Par ailleurs, seule la publication au registre national des marques a pour effet de rendre opposable aux tiers une transmission ou modification sur les droits attachés à une marque. La transmission d’une marque par l’effet d’une fusion n’est opposable aux tiers qu’à compter de la modification de l’inscription au registre national des marques. La société absorbante ne peut, faute d’une telle publicité, agir en contrefaçon.

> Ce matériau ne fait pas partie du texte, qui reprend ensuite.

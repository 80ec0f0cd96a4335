//! SQLite-backed lookups: employees, team connections and raw request payloads.
use anyhow::Result;
use async_trait::async_trait;
use sqlx::Row;
use tracing::instrument;

use crate::db::Pool;
use crate::gateway::{ConnectionLookup, EmployeeDirectory, RequestCache};
use crate::model::{Connection, EmployeeRecord};

/// Pool handle implementing the storage-backed collaborator traits.
#[derive(Debug, Clone)]
pub struct SqliteStore {
    pool: Pool,
}

impl SqliteStore {
    pub fn new(pool: Pool) -> Self {
        Self { pool }
    }

    pub fn pool(&self) -> &Pool {
        &self.pool
    }
}

#[instrument(skip_all)]
pub async fn upsert_employee(pool: &Pool, employee: &EmployeeRecord) -> Result<()> {
    sqlx::query(
        "INSERT INTO employees (frontend_id, wfm_id, login_name, display_name) VALUES (?, ?, ?, ?) \
         ON CONFLICT(frontend_id) DO UPDATE SET wfm_id = excluded.wfm_id, login_name = excluded.login_name, \
         display_name = excluded.display_name",
    )
    .bind(&employee.frontend_id)
    .bind(&employee.wfm_id)
    .bind(&employee.login_name)
    .bind(&employee.display_name)
    .execute(pool)
    .await?;
    Ok(())
}

#[instrument(skip_all)]
pub async fn upsert_connection(pool: &Pool, connection: &Connection) -> Result<()> {
    sqlx::query(
        "INSERT INTO connections (team_id, wfm_bu_id, time_zone_id, enabled) VALUES (?, ?, ?, ?) \
         ON CONFLICT(team_id) DO UPDATE SET wfm_bu_id = excluded.wfm_bu_id, \
         time_zone_id = excluded.time_zone_id, enabled = excluded.enabled",
    )
    .bind(&connection.team_id)
    .bind(&connection.wfm_bu_id)
    .bind(&connection.time_zone_id)
    .bind(connection.enabled)
    .execute(pool)
    .await?;
    Ok(())
}

fn row_to_connection(row: &sqlx::sqlite::SqliteRow) -> Connection {
    Connection {
        team_id: row.get("team_id"),
        wfm_bu_id: row.get("wfm_bu_id"),
        time_zone_id: row.get("time_zone_id"),
        enabled: row.get("enabled"),
    }
}

#[async_trait]
impl EmployeeDirectory for SqliteStore {
    #[instrument(skip_all)]
    async fn get_employee(&self, id: &str) -> Result<Option<EmployeeRecord>> {
        let row = sqlx::query(
            "SELECT frontend_id, wfm_id, login_name, display_name FROM employees WHERE frontend_id = ? OR wfm_id = ? LIMIT 1",
        )
        .bind(id)
        .bind(id)
        .fetch_optional(&self.pool)
        .await?;
        Ok(row.map(|row| EmployeeRecord {
            frontend_id: row.get("frontend_id"),
            wfm_id: row.get("wfm_id"),
            login_name: row.get("login_name"),
            display_name: row.get("display_name"),
        }))
    }
}

#[async_trait]
impl ConnectionLookup for SqliteStore {
    #[instrument(skip_all)]
    async fn get_connection(&self, team_id: &str) -> Result<Option<Connection>> {
        let row = sqlx::query(
            "SELECT team_id, wfm_bu_id, time_zone_id, enabled FROM connections WHERE team_id = ?",
        )
        .bind(team_id)
        .fetch_optional(&self.pool)
        .await?;
        Ok(row.as_ref().map(row_to_connection))
    }

    #[instrument(skip_all)]
    async fn list_connections(&self) -> Result<Vec<Connection>> {
        let rows = sqlx::query(
            "SELECT team_id, wfm_bu_id, time_zone_id, enabled FROM connections WHERE enabled = 1 ORDER BY team_id",
        )
        .fetch_all(&self.pool)
        .await?;
        Ok(rows.iter().map(row_to_connection).collect())
    }
}

#[async_trait]
impl RequestCache for SqliteStore {
    #[instrument(skip_all)]
    async fn save_request(&self, team_id: &str, request_id: &str, body: &str) -> Result<()> {
        sqlx::query(
            "INSERT INTO request_cache (team_id, request_id, body) VALUES (?, ?, ?) \
             ON CONFLICT(team_id, request_id) DO UPDATE SET body = excluded.body",
        )
        .bind(team_id)
        .bind(request_id)
        .bind(body)
        .execute(&self.pool)
        .await?;
        Ok(())
    }

    #[instrument(skip_all)]
    async fn load_request(&self, team_id: &str, request_id: &str) -> Result<Option<String>> {
        let body = sqlx::query_scalar::<_, String>(
            "SELECT body FROM request_cache WHERE team_id = ? AND request_id = ?",
        )
        .bind(team_id)
        .bind(request_id)
        .fetch_optional(&self.pool)
        .await?;
        Ok(body)
    }

    #[instrument(skip_all)]
    async fn delete_request(&self, team_id: &str, request_id: &str) -> Result<()> {
        sqlx::query("DELETE FROM request_cache WHERE team_id = ? AND request_id = ?")
            .bind(team_id)
            .bind(request_id)
            .execute(&self.pool)
            .await?;
        Ok(())
    }
}
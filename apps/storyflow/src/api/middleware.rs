//! # Middleware Module
//!
//! Rate limiting for the Storyflow HTTP API.
//!
//! Two limiters run per process: a global one over every route and a
//! tighter one in front of the generation routes, which cost upstream
//! tokens. Both count requests per minute.

use axum::{
    body::Body,
    extract::State,
    http::{Request, StatusCode},
    middleware::Next,
    response::Response,
};
use governor::{
    Quota, RateLimiter,
    clock::DefaultClock,
    state::{InMemoryState, NotKeyed},
};
use std::num::NonZeroU32;
use std::sync::Arc;

/// Process-wide rate limiter.
pub type GlobalRateLimiter = Arc<RateLimiter<NotKeyed, InMemoryState, DefaultClock>>;

// =============================================================================
// RATE LIMITER
// =============================================================================

/// Create a limiter allowing `requests_per_minute`, or `None` when 0.
pub fn create_rate_limiter(requests_per_minute: u32) -> Option<GlobalRateLimiter> {
    let rpm = NonZeroU32::new(requests_per_minute)?;
    Some(Arc::new(RateLimiter::direct(Quota::per_minute(rpm))))
}

/// Rate limiting middleware.
///
/// Returns 429 Too Many Requests once the limiter's quota is spent.
pub async fn rate_limit_middleware(
    State(limiter): State<GlobalRateLimiter>,
    request: Request<Body>,
    next: Next,
) -> Result<Response, (StatusCode, &'static str)> {
    match limiter.check() {
        Ok(_) => Ok(next.run(request).await),
        Err(_) => {
            tracing::warn!(path = %request.uri().path(), "Rate limit exceeded");
            Err((StatusCode::TOO_MANY_REQUESTS, "Too Many Requests"))
        }
    }
}

// =============================================================================
// TESTS
// =============================================================================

L’article L 717-6 du code de la propriété intellectuelle, dans sa version en vigueur du 28 juillet 2001 au 15 décembre 2019 et applicable en l’espèce, prévoit que si une marque enregistrée en France n’a pas été renouvelée, le fait que son ancienneté ait été revendiquée au nom d’une marque de l’Union européenne ne fait pas obstacle à ce que la déchéance des droits de son titulaire soit prononcée :
Lorsqu’une marque antérieurement enregistrée en France n’a pas été renouvelée ou a fait l’objet d’une renonciation, le fait que l’ancienneté de cette marque a été revendiquée au nom d’une marque communautaire ne fait pas obstacle à ce que la nullité de cette marque ou la déchéance des droits de son titulaire soit prononcée.
Une telle déchéance ne peut cependant être prononcée en application du présent article que si celle-ci était encourue à la date de la renonciation ou à la date d’expiration de l’enregistrement.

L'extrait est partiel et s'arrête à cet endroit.